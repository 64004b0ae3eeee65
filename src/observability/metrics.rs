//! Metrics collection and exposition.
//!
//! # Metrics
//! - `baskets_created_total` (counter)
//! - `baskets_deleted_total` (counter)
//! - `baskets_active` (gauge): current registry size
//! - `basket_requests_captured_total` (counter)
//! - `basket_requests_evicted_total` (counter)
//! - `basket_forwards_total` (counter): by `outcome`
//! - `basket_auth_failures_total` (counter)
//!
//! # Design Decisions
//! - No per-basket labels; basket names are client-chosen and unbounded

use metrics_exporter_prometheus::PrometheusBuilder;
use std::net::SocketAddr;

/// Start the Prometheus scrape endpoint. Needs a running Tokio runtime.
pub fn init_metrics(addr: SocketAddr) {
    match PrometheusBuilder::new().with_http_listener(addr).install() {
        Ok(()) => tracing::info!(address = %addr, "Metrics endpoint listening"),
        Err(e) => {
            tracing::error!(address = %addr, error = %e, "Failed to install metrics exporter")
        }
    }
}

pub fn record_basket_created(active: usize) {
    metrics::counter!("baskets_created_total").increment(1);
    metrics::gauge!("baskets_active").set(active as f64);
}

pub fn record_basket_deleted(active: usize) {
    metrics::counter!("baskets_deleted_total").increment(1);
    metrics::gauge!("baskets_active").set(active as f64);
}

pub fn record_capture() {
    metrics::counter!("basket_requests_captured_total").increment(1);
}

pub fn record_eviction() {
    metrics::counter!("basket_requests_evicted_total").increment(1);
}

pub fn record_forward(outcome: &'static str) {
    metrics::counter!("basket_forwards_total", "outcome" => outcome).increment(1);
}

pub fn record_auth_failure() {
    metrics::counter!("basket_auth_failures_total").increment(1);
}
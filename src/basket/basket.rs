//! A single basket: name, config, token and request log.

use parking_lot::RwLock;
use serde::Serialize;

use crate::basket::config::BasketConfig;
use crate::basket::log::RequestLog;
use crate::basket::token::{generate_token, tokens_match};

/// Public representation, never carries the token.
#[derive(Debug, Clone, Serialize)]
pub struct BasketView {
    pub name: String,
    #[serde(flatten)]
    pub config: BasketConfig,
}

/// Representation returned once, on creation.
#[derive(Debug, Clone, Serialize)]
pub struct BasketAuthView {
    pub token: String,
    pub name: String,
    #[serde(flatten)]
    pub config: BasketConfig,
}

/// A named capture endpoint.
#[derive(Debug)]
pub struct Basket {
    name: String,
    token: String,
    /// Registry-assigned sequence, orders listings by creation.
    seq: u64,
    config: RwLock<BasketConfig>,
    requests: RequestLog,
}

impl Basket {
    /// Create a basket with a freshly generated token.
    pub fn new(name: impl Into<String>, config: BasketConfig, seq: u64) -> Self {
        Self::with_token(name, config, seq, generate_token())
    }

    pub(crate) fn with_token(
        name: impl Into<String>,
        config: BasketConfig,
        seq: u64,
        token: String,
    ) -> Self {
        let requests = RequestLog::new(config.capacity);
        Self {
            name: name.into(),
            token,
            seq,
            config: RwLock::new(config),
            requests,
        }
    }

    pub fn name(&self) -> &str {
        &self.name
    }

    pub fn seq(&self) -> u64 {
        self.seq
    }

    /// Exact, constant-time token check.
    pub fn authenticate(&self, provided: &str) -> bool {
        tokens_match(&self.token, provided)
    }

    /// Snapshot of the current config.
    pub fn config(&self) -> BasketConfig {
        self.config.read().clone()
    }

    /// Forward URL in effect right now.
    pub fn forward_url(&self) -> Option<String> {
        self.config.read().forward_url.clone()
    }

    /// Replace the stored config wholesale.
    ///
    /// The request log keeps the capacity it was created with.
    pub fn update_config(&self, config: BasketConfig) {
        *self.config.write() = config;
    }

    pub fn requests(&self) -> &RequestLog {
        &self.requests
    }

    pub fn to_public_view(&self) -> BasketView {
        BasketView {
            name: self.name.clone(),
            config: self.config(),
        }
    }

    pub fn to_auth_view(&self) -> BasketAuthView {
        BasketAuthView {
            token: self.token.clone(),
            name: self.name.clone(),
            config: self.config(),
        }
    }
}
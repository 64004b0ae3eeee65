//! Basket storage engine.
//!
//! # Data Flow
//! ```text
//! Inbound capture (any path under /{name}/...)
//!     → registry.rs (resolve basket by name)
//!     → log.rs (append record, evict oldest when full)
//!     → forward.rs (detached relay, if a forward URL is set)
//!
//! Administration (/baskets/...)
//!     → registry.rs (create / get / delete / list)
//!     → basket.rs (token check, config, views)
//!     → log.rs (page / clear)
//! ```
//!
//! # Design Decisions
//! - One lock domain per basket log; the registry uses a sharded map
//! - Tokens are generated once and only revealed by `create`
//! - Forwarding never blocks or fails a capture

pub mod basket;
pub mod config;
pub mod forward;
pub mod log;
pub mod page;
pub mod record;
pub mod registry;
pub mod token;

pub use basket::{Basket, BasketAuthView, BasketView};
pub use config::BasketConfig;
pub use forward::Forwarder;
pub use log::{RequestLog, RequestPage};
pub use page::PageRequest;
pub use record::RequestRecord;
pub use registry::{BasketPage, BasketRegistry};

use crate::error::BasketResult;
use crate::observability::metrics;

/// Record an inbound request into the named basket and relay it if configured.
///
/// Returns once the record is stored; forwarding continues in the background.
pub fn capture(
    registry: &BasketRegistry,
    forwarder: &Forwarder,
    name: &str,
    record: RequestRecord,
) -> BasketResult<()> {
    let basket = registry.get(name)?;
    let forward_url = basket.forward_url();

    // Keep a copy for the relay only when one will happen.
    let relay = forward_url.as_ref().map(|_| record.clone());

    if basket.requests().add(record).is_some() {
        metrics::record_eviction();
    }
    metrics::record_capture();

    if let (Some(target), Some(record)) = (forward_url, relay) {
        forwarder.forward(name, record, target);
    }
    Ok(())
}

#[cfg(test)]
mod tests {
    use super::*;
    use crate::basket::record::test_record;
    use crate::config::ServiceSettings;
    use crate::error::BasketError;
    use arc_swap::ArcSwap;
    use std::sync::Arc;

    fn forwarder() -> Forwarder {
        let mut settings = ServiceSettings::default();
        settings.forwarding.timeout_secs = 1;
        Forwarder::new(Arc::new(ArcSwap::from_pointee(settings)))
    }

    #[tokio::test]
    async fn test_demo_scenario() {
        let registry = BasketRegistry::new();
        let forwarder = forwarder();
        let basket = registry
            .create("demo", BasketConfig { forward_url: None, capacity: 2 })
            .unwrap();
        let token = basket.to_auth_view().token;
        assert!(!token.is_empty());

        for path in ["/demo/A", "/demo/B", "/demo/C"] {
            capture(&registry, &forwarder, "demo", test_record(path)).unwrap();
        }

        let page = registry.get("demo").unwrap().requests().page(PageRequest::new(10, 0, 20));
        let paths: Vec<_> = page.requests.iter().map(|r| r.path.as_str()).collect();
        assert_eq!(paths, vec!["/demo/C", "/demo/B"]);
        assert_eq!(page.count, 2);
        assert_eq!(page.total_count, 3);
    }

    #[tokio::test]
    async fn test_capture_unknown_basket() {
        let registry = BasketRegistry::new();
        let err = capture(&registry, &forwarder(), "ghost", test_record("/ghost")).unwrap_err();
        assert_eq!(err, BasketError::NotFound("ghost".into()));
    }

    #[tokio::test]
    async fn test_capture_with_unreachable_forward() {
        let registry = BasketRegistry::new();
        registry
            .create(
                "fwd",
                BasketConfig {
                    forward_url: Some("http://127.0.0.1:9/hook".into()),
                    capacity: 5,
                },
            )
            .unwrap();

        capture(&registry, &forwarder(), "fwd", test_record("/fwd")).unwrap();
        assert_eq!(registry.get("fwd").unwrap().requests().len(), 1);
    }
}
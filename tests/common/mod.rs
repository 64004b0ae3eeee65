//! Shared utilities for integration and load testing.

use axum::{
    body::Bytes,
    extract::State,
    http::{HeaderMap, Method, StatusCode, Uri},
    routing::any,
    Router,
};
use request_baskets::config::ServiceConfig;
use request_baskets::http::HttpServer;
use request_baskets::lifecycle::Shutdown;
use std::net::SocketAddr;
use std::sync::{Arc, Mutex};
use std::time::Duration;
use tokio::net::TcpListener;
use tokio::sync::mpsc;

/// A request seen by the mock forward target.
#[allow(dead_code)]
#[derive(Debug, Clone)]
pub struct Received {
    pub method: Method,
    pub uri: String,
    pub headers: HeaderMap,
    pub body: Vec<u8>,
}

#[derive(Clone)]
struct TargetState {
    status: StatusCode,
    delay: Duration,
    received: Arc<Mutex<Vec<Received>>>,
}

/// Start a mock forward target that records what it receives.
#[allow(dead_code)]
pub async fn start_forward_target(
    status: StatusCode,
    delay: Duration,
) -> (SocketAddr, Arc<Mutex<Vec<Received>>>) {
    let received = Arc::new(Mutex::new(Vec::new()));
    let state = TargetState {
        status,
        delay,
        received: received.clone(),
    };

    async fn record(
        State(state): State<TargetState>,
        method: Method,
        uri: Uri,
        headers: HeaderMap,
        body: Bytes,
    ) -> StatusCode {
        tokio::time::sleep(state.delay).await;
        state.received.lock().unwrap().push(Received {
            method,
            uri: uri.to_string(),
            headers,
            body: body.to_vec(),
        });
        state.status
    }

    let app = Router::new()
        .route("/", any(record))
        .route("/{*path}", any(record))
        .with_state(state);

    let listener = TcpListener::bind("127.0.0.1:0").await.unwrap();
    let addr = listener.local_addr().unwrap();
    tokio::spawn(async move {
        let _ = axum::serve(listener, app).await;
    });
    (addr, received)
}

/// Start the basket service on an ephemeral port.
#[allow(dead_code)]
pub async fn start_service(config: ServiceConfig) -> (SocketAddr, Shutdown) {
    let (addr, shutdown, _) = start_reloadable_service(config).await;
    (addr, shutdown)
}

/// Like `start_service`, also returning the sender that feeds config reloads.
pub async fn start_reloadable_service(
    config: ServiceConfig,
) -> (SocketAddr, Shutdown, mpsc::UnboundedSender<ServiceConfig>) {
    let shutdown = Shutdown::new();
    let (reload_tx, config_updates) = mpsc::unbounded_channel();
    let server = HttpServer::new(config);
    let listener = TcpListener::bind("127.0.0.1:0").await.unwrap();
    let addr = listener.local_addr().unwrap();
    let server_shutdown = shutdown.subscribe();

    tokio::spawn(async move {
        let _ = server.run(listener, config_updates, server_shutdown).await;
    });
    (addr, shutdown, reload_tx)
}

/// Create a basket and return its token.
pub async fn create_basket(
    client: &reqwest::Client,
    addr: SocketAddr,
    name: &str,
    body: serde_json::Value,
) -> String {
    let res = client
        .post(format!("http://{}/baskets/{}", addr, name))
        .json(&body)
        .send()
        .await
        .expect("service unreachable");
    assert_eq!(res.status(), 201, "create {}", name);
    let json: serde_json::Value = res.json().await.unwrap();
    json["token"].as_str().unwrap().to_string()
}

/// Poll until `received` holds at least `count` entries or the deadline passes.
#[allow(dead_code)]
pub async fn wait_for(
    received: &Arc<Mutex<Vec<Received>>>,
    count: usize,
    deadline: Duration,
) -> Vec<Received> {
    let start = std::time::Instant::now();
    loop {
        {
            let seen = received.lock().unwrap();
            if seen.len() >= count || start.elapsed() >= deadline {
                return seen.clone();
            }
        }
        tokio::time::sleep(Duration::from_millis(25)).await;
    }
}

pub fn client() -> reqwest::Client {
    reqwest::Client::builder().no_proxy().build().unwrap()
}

# [WHAT YOU HAVE TO DO]
Among the entries above, determine how many lines hold the string "seen" and report that number alone.

# [ANSWER AREA]
4